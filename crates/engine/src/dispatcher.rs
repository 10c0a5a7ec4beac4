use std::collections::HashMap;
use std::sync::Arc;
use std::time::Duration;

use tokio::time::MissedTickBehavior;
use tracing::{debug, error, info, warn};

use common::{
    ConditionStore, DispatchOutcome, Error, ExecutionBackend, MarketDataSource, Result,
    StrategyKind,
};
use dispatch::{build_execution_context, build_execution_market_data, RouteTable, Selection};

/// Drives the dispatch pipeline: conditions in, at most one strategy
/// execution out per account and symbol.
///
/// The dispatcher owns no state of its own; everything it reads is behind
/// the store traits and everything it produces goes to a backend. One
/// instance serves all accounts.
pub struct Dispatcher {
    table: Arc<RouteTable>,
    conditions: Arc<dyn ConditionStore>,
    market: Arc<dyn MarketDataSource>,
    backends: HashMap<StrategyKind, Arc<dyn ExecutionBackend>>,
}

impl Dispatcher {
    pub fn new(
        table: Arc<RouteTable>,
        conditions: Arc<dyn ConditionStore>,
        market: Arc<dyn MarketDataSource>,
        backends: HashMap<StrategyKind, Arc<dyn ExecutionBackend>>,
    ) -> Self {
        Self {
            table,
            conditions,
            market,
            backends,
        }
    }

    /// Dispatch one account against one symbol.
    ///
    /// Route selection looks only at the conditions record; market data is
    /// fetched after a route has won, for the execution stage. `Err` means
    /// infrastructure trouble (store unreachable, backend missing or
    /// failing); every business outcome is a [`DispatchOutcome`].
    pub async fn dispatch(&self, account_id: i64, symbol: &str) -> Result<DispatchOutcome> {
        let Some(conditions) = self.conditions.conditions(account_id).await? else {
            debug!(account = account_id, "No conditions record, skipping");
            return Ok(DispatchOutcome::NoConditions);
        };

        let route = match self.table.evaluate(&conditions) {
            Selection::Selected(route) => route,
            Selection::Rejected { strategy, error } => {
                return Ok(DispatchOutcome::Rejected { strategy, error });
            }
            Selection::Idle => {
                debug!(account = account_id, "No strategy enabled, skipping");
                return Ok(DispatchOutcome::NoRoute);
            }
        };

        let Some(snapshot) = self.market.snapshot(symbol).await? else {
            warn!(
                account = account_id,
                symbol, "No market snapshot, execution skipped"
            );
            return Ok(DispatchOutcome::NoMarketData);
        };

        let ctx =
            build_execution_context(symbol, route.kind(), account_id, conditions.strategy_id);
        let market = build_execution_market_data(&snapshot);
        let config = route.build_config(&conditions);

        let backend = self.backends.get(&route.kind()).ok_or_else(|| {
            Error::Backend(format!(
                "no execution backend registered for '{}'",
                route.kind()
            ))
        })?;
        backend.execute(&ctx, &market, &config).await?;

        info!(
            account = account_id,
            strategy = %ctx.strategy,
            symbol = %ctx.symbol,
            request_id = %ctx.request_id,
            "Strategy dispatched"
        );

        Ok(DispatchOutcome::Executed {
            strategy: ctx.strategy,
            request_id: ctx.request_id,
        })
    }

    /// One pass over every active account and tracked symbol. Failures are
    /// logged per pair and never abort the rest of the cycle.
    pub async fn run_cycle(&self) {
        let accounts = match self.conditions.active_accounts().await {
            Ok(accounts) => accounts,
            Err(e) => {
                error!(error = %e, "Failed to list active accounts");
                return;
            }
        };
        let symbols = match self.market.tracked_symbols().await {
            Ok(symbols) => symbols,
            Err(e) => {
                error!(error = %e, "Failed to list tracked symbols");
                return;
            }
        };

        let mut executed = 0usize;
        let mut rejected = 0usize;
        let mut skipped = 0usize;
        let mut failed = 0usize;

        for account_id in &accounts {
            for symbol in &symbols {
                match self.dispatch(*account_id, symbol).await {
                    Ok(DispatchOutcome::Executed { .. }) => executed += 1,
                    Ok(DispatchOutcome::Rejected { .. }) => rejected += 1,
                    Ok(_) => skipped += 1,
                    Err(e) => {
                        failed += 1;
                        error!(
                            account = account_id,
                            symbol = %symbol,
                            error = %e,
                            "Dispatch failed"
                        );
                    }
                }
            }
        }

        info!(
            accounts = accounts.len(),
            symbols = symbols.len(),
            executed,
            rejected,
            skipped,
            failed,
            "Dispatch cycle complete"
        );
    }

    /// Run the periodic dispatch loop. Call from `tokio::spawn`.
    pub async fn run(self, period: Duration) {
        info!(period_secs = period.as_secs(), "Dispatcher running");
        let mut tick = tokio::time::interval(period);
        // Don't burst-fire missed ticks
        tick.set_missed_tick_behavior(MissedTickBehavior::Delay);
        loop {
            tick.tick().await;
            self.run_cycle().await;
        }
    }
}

Task prompt >> The first line of the entries above marks where to begin; repeat each line exactly through the one that contains "most one strategy", and include that line.

Exercise solution >>
filename crates/engine/src/dispatcher.rs
repository 10c0a5a7ec4beac4
use std::collections::HashMap;
use std::sync::Arc;
use std::time::Duration;

use tokio::time::MissedTickBehavior;
use tracing::{debug, error, info, warn};

use common::{
    ConditionStore, DispatchOutcome, Error, ExecutionBackend, MarketDataSource, Result,
    StrategyKind,
};
use dispatch::{build_execution_context, build_execution_market_data, RouteTable, Selection};

/// Drives the dispatch pipeline: conditions in, at most one strategy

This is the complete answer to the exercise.